▶ **To do**: Answer with a number only, giving how many lines in the data below include "playback".

══════════════════════════════

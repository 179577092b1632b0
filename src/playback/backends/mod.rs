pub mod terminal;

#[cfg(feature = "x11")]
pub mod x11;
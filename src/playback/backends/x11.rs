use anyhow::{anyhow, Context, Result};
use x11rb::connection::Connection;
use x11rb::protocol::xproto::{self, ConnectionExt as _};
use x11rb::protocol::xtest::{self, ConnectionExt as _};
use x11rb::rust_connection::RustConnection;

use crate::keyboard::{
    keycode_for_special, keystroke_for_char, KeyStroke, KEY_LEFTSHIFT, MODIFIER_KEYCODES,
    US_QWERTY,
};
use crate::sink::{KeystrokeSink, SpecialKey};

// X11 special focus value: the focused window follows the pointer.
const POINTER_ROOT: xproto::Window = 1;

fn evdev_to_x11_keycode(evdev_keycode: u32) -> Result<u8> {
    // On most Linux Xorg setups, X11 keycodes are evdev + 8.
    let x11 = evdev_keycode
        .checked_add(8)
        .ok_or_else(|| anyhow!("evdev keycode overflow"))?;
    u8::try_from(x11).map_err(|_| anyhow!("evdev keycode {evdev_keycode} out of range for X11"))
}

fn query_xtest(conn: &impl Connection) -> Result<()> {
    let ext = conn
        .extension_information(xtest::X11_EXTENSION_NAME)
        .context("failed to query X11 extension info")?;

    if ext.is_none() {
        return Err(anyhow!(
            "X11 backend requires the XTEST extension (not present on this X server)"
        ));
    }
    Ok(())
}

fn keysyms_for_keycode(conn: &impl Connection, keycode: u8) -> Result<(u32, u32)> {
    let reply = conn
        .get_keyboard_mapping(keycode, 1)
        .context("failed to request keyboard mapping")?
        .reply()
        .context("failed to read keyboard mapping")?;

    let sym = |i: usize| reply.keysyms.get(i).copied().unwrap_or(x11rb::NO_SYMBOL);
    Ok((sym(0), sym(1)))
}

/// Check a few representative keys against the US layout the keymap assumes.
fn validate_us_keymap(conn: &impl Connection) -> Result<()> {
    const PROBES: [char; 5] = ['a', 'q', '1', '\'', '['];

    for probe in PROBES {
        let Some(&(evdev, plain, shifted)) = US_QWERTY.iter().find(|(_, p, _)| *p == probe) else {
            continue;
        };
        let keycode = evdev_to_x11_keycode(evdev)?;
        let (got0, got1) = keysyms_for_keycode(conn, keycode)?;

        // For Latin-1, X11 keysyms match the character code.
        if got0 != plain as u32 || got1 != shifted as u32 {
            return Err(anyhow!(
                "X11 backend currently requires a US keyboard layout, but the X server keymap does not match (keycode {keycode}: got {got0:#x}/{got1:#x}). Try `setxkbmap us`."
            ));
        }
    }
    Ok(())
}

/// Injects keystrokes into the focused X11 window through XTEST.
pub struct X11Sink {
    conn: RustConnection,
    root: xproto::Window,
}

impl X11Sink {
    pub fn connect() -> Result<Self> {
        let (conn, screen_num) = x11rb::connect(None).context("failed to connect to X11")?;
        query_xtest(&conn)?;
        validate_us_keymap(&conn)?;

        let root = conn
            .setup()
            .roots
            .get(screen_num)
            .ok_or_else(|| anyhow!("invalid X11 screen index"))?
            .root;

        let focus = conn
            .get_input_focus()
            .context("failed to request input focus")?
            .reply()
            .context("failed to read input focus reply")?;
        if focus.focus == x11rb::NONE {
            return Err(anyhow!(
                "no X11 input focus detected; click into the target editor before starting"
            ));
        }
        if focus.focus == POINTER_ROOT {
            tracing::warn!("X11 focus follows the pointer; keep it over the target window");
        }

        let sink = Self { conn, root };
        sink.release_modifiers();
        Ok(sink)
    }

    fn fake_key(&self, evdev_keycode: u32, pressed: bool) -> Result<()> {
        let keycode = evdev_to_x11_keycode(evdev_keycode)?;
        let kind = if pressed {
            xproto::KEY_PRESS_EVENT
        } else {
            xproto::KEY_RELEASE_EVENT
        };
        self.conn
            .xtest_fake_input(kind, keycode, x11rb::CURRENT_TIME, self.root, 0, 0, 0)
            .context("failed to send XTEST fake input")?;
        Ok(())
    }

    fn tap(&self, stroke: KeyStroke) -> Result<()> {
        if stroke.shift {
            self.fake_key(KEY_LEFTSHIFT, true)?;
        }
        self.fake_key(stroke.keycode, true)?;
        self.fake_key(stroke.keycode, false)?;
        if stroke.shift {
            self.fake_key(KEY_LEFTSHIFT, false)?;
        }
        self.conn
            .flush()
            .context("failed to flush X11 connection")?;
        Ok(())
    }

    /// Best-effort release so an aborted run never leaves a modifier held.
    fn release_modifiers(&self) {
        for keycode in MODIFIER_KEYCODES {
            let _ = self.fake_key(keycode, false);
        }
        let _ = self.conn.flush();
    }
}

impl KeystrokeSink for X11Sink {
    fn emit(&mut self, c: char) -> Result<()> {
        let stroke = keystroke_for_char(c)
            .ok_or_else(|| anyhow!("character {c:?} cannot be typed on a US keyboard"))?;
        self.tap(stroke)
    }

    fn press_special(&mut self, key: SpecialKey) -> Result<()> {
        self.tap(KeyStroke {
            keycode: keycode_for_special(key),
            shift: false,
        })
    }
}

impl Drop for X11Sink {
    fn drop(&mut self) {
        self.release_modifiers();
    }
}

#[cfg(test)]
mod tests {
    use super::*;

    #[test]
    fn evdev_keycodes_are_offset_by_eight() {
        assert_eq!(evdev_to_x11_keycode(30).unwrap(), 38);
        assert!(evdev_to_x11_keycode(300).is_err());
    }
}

══════════════════════════════

▶ **Response to this task**: 2